Not so fast, said Russ Rader, spokesman for the Insurance Institute for Highway Safety, which is funded by the insurance industry.
“There’s no question that raising speed limits is politically popular, but there is always a safety trade off,” he said. “Higher speeds make a crash more likely because it takes longer to stop or slow down. And the crashes that happen are more likely to be deadly.”
Brandes, however, pointed to data from the federal National Highway Traffic Safety Administration that shows Florida’s driving fatalities have gone down from 2,753 in 1996, when the speed limit was last raised, to 2,398 in 2011. That’s even as population, and thus the number of drivers, has gone up.
The state’s fatality rate, based on a formula of deaths per miles traveled, decreased over the same time from 2.12 to 1.25, statistics show.
The proposed law will “allow traffic engineers to make the decision to raise the speed limit on a roadway if they believe it is safe and advisable to do so,” Brandes added.
But another concern, raised by AAA spokeswoman Karen Morgan, is that no matter the speed limit, many highway drivers regularly drive a little faster than the posted number.
She also called attention to other data that seemingly contradicts Brandes’ and Clemens’ position.
“It’s kind of perplexing,” Morgan said about their proposal. “That’s just not what the research shows.”
She referred to the insurance institute’s numbers, showing speeding remains a safety problem in the 16 states with a 75 mph or greater speed limit.
In 2011, the institute’s data shows, almost a third of all motor vehicle fatalities resulted from speed-related crashes, with wrecks ending in 9,944 deaths.
“But you don’t need a study – it’s just physics,” Rader said. “Higher speeds mean it’s less likely that a driver facing an emergency will be able to brake and reduce the speed enough to make a crash survivable.”
Clemens said the idea behind the bill is to defer to those who know best.
“Allowing professionals to determine safe speeds based on the engineering standards of individual highways is simply common sense,” Clemens said. “A 5 mile per hour increase is unlikely to have an impact on road safety, but we’ll let the experts do their job.”
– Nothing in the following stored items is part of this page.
//! Test utilities for routing services.
//!
//! [`StubRoutingService`] returns pre-configured responses without making
//! HTTP requests, and [`RecordingOracle`] records the size of every table a
//! wrapped oracle serves.

use std::sync::Mutex;

use geo::{Coord, LineString};
use pubcrawl_core::{DirectionsProvider, DistanceError, DistanceOracle, RouteLeg};

/// Stub routing service implementing both routing traits.
///
/// # Example
///
/// ```
/// use geo::Coord;
/// use pubcrawl_core::DistanceOracle;
/// use pubcrawl_data::routing::test_support::StubRoutingService;
///
/// let service = StubRoutingService::with_table(vec![vec![0.0, 60.0], vec![60.0, 0.0]]);
/// let coords = [Coord { x: 0.0, y: 0.0 }, Coord { x: 1.0, y: 1.0 }];
///
/// assert!(service.distance_table(&coords).is_ok());
/// ```
#[derive(Debug, Clone)]
pub struct StubRoutingService {
    response: StubResponse,
}

#[derive(Debug, Clone)]
enum StubResponse {
    Table(Vec<Vec<f64>>),
    Leg(RouteLeg),
    Error(DistanceError),
}

impl StubRoutingService {
    /// Create a service whose distance tables are always `table`.
    ///
    /// Directions requests receive a straight two-point leg of the same
    /// length as the `(0, 1)` entry.
    #[must_use]
    pub const fn with_table(table: Vec<Vec<f64>>) -> Self {
        Self {
            response: StubResponse::Table(table),
        }
    }

    /// Create a service whose directions are always `leg`.
    ///
    /// Distance tables are zero-filled to the requested size.
    #[must_use]
    pub const fn with_leg(leg: RouteLeg) -> Self {
        Self {
            response: StubResponse::Leg(leg),
        }
    }

    /// Create a service that fails every non-empty request with `error`.
    #[must_use]
    pub const fn with_error(error: DistanceError) -> Self {
        Self {
            response: StubResponse::Error(error),
        }
    }
}

impl DistanceOracle for StubRoutingService {
    fn distance_table(&self, coords: &[Coord<f64>]) -> Result<Vec<Vec<f64>>, DistanceError> {
        if coords.is_empty() {
            return Err(DistanceError::EmptyInput);
        }
        match &self.response {
            StubResponse::Table(table) => Ok(table.clone()),
            StubResponse::Leg(_) => Ok(vec![vec![0.0; coords.len()]; coords.len()]),
            StubResponse::Error(error) => Err(error.clone()),
        }
    }
}

impl DirectionsProvider for StubRoutingService {
    fn directions(&self, from: Coord<f64>, to: Coord<f64>) -> Result<RouteLeg, DistanceError> {
        match &self.response {
            StubResponse::Table(table) => {
                let distance_meters = table
                    .first()
                    .and_then(|row| row.get(1))
                    .copied()
                    .unwrap_or_default();
                Ok(RouteLeg {
                    distance_meters,
                    duration_seconds: 0.0,
                    steps: Vec::new(),
                    geometry: LineString::from(vec![from, to]),
                })
            }
            StubResponse::Leg(leg) => Ok(leg.clone()),
            StubResponse::Error(error) => Err(error.clone()),
        }
    }
}

/// Wraps an oracle and records how many coordinates each table request
/// carried.
#[derive(Debug, Default)]
pub struct RecordingOracle<O> {
    inner: O,
    requests: Mutex<Vec<usize>>,
}

impl<O> RecordingOracle<O> {
    /// Wrap `inner`.
    #[must_use]
    pub const fn new(inner: O) -> Self {
        Self {
            inner,
            requests: Mutex::new(Vec::new()),
        }
    }

    /// Coordinate counts of the requests served so far, in order.
    #[must_use]
    pub fn request_sizes(&self) -> Vec<usize> {
        self.requests
            .lock()
            .map(|requests| requests.clone())
            .unwrap_or_default()
    }
}

impl<O: DistanceOracle> DistanceOracle for RecordingOracle<O> {
    fn distance_table(&self, coords: &[Coord<f64>]) -> Result<Vec<Vec<f64>>, DistanceError> {
        if let Ok(mut requests) = self.requests.lock() {
            requests.push(coords.len());
        }
        self.inner.distance_table(coords)
    }
}

#[cfg(test)]
mod tests {
    use super::*;
    use pubcrawl_core::test_support::PlanarDistanceOracle;
    use rstest::rstest;

    fn coords(count: usize) -> Vec<Coord<f64>> {
        (0..count)
            .map(|i| Coord {
                x: f64::from(u32::try_from(i).expect("small count")) * 0.001,
                y: 0.0,
            })
            .collect()
    }

    #[rstest]
    fn stub_returns_configured_table() {
        let table = vec![vec![0.0, 60.0], vec![60.0, 0.0]];
        let service = StubRoutingService::with_table(table.clone());

        assert_eq!(service.distance_table(&coords(2)), Ok(table));
    }

    #[rstest]
    fn stub_rejects_empty_input() {
        let service = StubRoutingService::with_table(Vec::new());

        assert_eq!(service.distance_table(&[]), Err(DistanceError::EmptyInput));
    }

    #[rstest]
    fn stub_returns_configured_error_for_both_services() {
        let error = DistanceError::Timeout {
            url: "http://example.com/route/v1/foot".to_owned(),
            timeout_secs: 30,
        };
        let service = StubRoutingService::with_error(error.clone());
        let points = coords(2);

        assert_eq!(service.distance_table(&points), Err(error.clone()));
        assert_eq!(service.directions(points[0], points[1]), Err(error));
    }

    #[rstest]
    fn table_stub_draws_straight_legs() {
        let service = StubRoutingService::with_table(vec![vec![0.0, 42.0], vec![42.0, 0.0]]);
        let points = coords(2);

        let leg = service
            .directions(points[0], points[1])
            .expect("stub directions succeed");

        assert_eq!(leg.distance_meters, 42.0);
        assert_eq!(leg.geometry.0, points);
    }

    #[rstest]
    fn recording_oracle_tracks_request_sizes() {
        let oracle = RecordingOracle::new(PlanarDistanceOracle);

        oracle.distance_table(&coords(3)).expect("planar succeeds");
        oracle.distance_table(&coords(5)).expect("planar succeeds");

        assert_eq!(oracle.request_sizes(), vec![3, 5]);
    }
}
State law allows for 70 mph on interstates, 65 mph for highways with a divided median and 60 mph on other roadways. Under the Brandes-Clemens bill, all of these limits could be raised by 5 mph.
Texas now has the nation’s top speed limit at 85 mph, with Utah second at 80 mph, both on certain portions of highway in those respective states, according to the insurance institute.
Traffic fatalities in Texas have decreased in the 10 years from 2001-11, from 3,736 to 3,016, according to the National Highway Traffic Safety Administration. In less-populated Utah, over the same period, deaths went down from 291 to 240.
Morgan said the idea deserves more study focusing on specific roadways’ design, the number of entry and exit points, vehicle capacity and other factors.